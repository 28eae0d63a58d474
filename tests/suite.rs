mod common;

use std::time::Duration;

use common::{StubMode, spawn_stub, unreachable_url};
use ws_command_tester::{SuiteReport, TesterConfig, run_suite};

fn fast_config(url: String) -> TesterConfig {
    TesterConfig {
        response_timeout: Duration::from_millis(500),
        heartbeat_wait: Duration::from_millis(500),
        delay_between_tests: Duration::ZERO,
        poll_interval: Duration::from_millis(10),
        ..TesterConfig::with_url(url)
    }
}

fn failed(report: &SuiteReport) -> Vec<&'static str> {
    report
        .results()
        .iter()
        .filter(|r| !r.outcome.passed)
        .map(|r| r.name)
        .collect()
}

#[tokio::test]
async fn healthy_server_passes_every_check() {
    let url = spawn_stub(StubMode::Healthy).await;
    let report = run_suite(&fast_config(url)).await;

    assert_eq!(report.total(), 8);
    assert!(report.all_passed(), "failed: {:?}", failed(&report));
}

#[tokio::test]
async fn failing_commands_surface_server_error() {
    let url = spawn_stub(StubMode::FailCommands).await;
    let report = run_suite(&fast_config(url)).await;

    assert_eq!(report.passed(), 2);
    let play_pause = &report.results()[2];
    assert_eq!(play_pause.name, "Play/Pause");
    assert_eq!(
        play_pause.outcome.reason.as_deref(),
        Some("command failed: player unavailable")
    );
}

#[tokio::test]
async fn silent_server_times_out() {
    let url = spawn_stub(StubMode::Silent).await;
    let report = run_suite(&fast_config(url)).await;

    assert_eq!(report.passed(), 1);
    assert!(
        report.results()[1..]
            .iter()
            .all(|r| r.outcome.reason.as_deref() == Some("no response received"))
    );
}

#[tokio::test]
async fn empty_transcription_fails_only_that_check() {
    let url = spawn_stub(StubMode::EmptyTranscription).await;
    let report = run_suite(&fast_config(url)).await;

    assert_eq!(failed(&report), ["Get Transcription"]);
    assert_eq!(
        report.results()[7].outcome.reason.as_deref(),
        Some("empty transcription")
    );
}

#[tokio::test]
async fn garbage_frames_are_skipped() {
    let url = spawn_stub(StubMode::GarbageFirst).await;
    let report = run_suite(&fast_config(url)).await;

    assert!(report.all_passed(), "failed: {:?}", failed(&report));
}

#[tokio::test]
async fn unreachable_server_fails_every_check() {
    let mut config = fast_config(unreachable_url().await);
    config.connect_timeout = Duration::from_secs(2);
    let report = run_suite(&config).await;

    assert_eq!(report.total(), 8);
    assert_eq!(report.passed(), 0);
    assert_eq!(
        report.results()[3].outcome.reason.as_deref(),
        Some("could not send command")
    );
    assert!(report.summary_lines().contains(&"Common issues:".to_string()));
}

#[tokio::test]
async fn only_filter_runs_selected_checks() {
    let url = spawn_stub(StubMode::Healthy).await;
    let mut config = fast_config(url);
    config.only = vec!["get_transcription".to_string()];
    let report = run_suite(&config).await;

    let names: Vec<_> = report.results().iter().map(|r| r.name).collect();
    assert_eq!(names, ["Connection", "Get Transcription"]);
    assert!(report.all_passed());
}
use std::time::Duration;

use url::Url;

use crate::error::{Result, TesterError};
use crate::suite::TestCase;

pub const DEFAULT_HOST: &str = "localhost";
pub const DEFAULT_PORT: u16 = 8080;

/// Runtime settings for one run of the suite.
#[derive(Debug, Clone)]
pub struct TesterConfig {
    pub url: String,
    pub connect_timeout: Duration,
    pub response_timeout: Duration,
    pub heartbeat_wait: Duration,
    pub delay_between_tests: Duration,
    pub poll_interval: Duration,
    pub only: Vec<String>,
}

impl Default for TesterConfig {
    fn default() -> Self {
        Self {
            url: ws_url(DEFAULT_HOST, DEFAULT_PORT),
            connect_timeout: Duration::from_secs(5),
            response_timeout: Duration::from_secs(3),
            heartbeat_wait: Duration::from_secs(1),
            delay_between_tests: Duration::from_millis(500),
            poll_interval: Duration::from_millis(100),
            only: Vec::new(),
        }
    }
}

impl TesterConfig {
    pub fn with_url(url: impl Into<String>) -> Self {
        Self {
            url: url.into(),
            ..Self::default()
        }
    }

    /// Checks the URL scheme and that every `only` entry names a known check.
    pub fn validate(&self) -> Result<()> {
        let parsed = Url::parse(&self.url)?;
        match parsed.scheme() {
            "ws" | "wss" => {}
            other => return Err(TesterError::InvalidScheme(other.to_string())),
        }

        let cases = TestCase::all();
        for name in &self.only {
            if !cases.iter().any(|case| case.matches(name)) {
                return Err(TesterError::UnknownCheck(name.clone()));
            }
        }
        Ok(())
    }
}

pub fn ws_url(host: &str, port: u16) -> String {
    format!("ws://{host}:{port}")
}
◇ ◇ ◇
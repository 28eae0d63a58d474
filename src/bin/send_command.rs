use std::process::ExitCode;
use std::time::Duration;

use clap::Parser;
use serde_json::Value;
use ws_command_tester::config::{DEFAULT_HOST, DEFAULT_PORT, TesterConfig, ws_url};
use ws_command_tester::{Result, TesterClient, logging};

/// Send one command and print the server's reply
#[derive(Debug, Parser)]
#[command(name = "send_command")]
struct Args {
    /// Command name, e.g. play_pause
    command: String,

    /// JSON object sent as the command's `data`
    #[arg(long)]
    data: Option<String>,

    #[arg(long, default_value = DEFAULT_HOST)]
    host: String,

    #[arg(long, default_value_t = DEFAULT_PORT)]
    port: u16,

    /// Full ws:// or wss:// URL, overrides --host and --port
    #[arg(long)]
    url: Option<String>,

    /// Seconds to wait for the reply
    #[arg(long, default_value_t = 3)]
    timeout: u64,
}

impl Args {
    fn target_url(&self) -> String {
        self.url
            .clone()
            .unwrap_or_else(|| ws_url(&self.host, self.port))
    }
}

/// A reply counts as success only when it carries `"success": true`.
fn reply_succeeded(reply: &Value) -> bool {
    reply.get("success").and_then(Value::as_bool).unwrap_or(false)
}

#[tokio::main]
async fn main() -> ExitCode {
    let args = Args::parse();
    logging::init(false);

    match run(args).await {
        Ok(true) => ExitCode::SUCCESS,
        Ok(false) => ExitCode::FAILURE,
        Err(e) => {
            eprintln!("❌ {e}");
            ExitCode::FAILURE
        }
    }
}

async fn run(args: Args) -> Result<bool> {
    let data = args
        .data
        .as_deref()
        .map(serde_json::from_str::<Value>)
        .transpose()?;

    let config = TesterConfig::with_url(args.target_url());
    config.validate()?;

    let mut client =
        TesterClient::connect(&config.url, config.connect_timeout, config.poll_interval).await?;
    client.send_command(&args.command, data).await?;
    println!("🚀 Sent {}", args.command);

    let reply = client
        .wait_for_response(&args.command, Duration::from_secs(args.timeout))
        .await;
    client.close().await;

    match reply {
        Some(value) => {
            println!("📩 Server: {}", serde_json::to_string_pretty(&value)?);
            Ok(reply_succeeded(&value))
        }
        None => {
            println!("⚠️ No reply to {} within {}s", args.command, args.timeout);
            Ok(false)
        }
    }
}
◇ ◇ ◇
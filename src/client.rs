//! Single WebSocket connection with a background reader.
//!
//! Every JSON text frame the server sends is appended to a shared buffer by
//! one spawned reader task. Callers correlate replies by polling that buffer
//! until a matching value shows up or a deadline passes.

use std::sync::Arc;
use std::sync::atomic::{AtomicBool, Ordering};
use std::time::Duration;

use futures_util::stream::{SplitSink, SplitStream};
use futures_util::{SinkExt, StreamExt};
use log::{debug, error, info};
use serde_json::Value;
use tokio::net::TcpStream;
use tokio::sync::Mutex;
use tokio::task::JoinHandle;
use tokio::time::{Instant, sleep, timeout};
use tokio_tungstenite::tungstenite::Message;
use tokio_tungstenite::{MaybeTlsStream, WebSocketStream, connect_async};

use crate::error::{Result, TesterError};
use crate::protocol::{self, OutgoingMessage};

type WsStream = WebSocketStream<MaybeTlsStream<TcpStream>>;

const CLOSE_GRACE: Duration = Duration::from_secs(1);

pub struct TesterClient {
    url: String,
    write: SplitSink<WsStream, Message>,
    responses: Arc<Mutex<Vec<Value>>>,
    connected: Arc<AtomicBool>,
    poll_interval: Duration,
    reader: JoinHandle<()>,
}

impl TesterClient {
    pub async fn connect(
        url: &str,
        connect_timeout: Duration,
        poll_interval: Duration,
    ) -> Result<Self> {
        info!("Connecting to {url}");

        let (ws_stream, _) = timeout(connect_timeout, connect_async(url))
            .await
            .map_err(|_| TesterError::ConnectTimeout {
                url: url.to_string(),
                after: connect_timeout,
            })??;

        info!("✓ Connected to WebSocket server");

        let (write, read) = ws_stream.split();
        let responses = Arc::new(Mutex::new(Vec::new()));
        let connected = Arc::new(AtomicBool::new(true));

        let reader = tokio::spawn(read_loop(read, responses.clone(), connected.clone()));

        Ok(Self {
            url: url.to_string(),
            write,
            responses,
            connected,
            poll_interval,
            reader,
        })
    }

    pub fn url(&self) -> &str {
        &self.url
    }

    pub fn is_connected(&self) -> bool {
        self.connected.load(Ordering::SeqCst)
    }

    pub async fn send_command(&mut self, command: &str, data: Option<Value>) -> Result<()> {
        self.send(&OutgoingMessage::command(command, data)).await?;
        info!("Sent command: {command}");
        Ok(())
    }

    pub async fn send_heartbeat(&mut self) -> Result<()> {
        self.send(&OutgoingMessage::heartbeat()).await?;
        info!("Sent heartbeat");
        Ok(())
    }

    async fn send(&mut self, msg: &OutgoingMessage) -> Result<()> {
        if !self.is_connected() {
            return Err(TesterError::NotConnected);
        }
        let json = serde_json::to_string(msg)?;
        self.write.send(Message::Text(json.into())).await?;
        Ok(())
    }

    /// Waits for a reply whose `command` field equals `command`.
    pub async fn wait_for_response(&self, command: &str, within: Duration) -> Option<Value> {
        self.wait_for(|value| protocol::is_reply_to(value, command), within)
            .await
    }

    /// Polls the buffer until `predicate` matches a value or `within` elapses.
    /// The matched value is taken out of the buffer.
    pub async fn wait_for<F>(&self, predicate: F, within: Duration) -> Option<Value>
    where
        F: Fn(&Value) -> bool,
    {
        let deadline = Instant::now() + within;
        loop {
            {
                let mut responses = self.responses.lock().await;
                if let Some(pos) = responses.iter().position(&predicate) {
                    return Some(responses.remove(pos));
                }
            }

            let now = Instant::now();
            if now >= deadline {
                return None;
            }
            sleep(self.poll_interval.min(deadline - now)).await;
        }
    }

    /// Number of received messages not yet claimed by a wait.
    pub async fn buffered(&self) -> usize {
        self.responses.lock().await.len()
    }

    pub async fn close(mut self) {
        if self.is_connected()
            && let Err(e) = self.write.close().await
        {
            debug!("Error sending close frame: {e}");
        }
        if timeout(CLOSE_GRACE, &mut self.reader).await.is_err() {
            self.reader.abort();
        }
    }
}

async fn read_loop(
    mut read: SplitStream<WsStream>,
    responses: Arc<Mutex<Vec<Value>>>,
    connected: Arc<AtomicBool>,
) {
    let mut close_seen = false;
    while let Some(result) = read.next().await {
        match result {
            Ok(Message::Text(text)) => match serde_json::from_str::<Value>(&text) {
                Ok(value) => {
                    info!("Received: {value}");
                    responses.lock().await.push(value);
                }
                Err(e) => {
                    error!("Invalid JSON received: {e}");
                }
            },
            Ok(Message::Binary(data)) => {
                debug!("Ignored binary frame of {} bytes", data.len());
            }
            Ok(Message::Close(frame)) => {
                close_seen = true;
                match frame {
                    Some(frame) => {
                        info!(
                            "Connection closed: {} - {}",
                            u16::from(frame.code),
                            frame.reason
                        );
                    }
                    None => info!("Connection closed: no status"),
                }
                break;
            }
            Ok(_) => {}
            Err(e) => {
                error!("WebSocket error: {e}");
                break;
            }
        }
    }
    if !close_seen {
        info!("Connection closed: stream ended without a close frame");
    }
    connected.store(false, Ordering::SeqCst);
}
◇ ◇ ◇
From the listing above, copy every line where the string "false" is found.

    reply.get("success").and_then(Value::as_bool).unwrap_or(false)
    logging::init(false);
        Ok(false) => ExitCode::FAILURE,
            Ok(false)
    let mut close_seen = false;
    connected.store(false, Ordering::SeqCst);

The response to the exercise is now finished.